A NOVEL SAMPLE LABELLING CRITERION FOR PIN DEFECT DETECTION IN UAV IMAGE
Keywords: Pin Defect Detection, Convolutional Neural Network, Training Sample Set, Unmanned Aerial Vehicle Image, Object Detection, Power Line Inspection
Abstract. With the rapid development of UAV technology, defect detection based on UAV images has expanded from power components such as insulators and dampers to bolts and pins. Different from the defect detection of insulators or dampers, there are two main difficulties in pin defect detection: (1) It is very small for bolts and pins compared to the entire image, usually less than 1%, and there are not enough features for detection; (2) Only bolts on link fittings need to be fixed with pins, while bolts in other parts do not need, so it is difficult to judge whether there are pin defects on bolts only based on the absence of pins on the bolts. Aiming at the above problems, cascade object detection method is adopted for pin defect detection in this paper, and improves the detection accuracy by gradually narrowing ROI (region of interest).
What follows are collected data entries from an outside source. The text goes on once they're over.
//! Best-effort outcome reporting.
//!
//! Two optional endpoints receive a record for every reconciliation:
//! - the notification endpoint gets a short user-facing message
//! - the webhook-log endpoint gets the request and response bodies
//!
//! Delivery runs on its own task after the HTTP response is decided. Failures
//! are logged at warn and go no further.

use std::sync::Arc;
use std::time::Duration;

use reqwest::header::CONTENT_TYPE;
use serde::Serialize;
use serde_json::json;
use thiserror::Error;
use tokio::task::JoinHandle;
use tracing::{debug, info, warn};

use crate::webhooks::{SIGNATURE_HEADER, compute_signature, format_signature_header};

/// `eventType` of every notification record.
pub const NOTIFICATION_EVENT_TYPE: &str = "SWITCH_PORT_CONFIG";

const MAX_MESSAGE_CHARS: usize = 500;
const MAX_TYPE_CHARS: usize = 50;
const MAX_LOG_CHARS: usize = 4000;

#[derive(Debug, Error)]
pub enum NotificationError {
    #[error("failed to encode payload: {0}")]
    Encode(#[from] serde_json::Error),

    #[error("request to {url} failed: {source}")]
    Request {
        url: String,
        #[source]
        source: reqwest::Error,
    },

    #[error("{url} responded with {status}")]
    Status {
        url: String,
        status: reqwest::StatusCode,
    },
}

/// An outbound URL and its request timeout.
#[derive(Debug, Clone, PartialEq, Eq)]
pub struct Endpoint {
    pub url: String,
    pub timeout: Duration,
}

impl Endpoint {
    pub fn new(url: impl Into<String>, timeout: Duration) -> Self {
        Endpoint {
            url: url.into(),
            timeout,
        }
    }
}

/// Everything reported about one reconciliation.
#[derive(Debug, Clone, Default)]
pub struct Outcome {
    pub event_id: String,
    /// Wire name of the inbound event type, e.g. `EVENT_START`.
    pub event_type: String,
    pub webhook_id: Option<String>,
    pub user_id: Option<String>,
    pub resource_id: Option<String>,
    pub interface: String,
    pub success: bool,
    pub error: Option<String>,
    pub status_code: u16,
    /// Inbound request body, as received.
    pub request_body: String,
    /// Response body returned to the caller.
    pub response_body: String,
    pub retries: u32,
}

#[derive(Debug, Clone, PartialEq, Serialize)]
#[serde(rename_all = "camelCase")]
pub struct NotificationPayload {
    pub webhook_id: Option<String>,
    pub user_id: Option<String>,
    pub message: String,
    #[serde(rename = "type")]
    pub message_type: String,
    pub event_id: String,
    pub resource_id: Option<String>,
    pub event_type: &'static str,
    pub metadata: serde_json::Value,
}

impl NotificationPayload {
    pub fn from_outcome(outcome: &Outcome) -> Self {
        let (message, message_type) = if outcome.success {
            (
                format!("Switch port '{}' configured successfully", outcome.interface),
                "SUCCESS",
            )
        } else {
            let mut message = format!("Failed to configure switch port '{}'", outcome.interface);
            if let Some(error) = &outcome.error {
                message.push_str(": ");
                message.push_str(error);
            }
            (message, "ERROR")
        };

        NotificationPayload {
            webhook_id: outcome.webhook_id.clone(),
            user_id: outcome.user_id.clone(),
            message: truncate(&message, MAX_MESSAGE_CHARS),
            message_type: truncate(message_type, MAX_TYPE_CHARS),
            event_id: outcome.event_id.clone(),
            resource_id: outcome.resource_id.clone(),
            event_type: NOTIFICATION_EVENT_TYPE,
            metadata: json!({ "resourceName": outcome.interface }),
        }
    }
}

#[derive(Debug, Clone, PartialEq, Serialize)]
#[serde(rename_all = "camelCase")]
pub struct WebhookLogPayload {
    pub webhook_id: Option<String>,
    pub event_type: String,
    pub payload: String,
    pub success: bool,
    pub status_code: u16,
    pub response: String,
    pub retry_count: u32,
    pub resource_id: Option<String>,
    pub metadata: serde_json::Value,
}

impl WebhookLogPayload {
    pub fn from_outcome(outcome: &Outcome) -> Self {
        WebhookLogPayload {
            webhook_id: outcome.webhook_id.clone(),
            event_type: outcome.event_type.clone(),
            payload: truncate(&outcome.request_body, MAX_LOG_CHARS),
            success: outcome.success,
            status_code: outcome.status_code,
            response: truncate(&outcome.response_body, MAX_LOG_CHARS),
            retry_count: outcome.retries,
            resource_id: outcome.resource_id.clone(),
            metadata: json!({
                "eventId": outcome.event_id,
                "resourceName": outcome.interface,
            }),
        }
    }
}

/// Shortens `s` to at most `max` characters, ending in `...` when cut.
fn truncate(s: &str, max: usize) -> String {
    if s.chars().count() <= max {
        return s.to_string();
    }
    let mut out: String = s.chars().take(max.saturating_sub(3)).collect();
    out.push_str("...");
    out
}

/// Posts outcome records to the configured endpoints.
#[derive(Debug, Clone)]
pub struct Notifier {
    client: reqwest::Client,
    notification: Option<Endpoint>,
    webhook_log: Option<Endpoint>,
    secret: Option<Arc<[u8]>>,
}

impl Notifier {
    /// `secret`, when set, signs every outbound body the same way inbound
    /// deliveries are signed.
    pub fn new(
        notification: Option<Endpoint>,
        webhook_log: Option<Endpoint>,
        secret: Option<&[u8]>,
    ) -> Self {
        Notifier {
            client: reqwest::Client::new(),
            notification,
            webhook_log,
            secret: secret.filter(|s| !s.is_empty()).map(Arc::from),
        }
    }

    /// A notifier with no endpoints.
    pub fn disabled() -> Self {
        Self::new(None, None, None)
    }

    pub fn is_enabled(&self) -> bool {
        self.notification.is_some() || self.webhook_log.is_some()
    }

    /// Delivers `outcome` in the background.
    pub fn spawn(&self, outcome: Outcome) -> JoinHandle<()> {
        let notifier = self.clone();
        tokio::spawn(async move { notifier.deliver(&outcome).await })
    }

    /// Sends `outcome` to every configured endpoint, logging failures.
    pub async fn deliver(&self, outcome: &Outcome) {
        if let Some(endpoint) = &self.notification {
            info!(
                event_id = %outcome.event_id,
                interface = %outcome.interface,
                success = outcome.success,
                "Sending switch port notification"
            );
            let payload = NotificationPayload::from_outcome(outcome);
            if let Err(e) = self.post(endpoint, &payload).await {
                warn!(event_id = %outcome.event_id, error = %e, "Notification delivery failed");
            }
        } else {
            debug!("No notification endpoint configured, skipping notification");
        }

        if let Some(endpoint) = &self.webhook_log {
            let payload = WebhookLogPayload::from_outcome(outcome);
            if let Err(e) = self.post(endpoint, &payload).await {
                warn!(event_id = %outcome.event_id, error = %e, "Webhook log delivery failed");
            }
        } else {
            debug!("No webhook log endpoint configured, skipping webhook log");
        }
    }

    async fn post<T: Serialize>(
        &self,
        endpoint: &Endpoint,
        payload: &T,
    ) -> Result<(), NotificationError> {
        let body = serde_json::to_vec(payload)?;

        let mut request = self
            .client
            .post(&endpoint.url)
            .timeout(endpoint.timeout)
            .header(CONTENT_TYPE, "application/json");
        if let Some(secret) = &self.secret {
            let signature = format_signature_header(&compute_signature(&body, secret));
            request = request.header(SIGNATURE_HEADER, signature);
        }

        let response = request
            .body(body)
            .send()
            .await
            .map_err(|source| NotificationError::Request {
                url: endpoint.url.clone(),
                source,
            })?;

        let status = response.status();
        if !status.is_success() {
            return Err(NotificationError::Status {
                url: endpoint.url.clone(),
                status,
            });
        }
        debug!(url = %endpoint.url, %status, "Outcome delivered");
        Ok(())
    }
}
The main contribution of this paper is to formulate a novel sample labelling criterion for cascade pin defect detection method. Building a sample set according to this criterion can not only greatly reduce the workload, but also improve the object detection accuracy. In this paper, YOLOv4 is used to validate the proposed method. The result shows that compared with the existing sample set building methods, the proposed sample labelling criterion improves the accuracy from 85.2% to 92% and recall from 85.7% to 94.2%.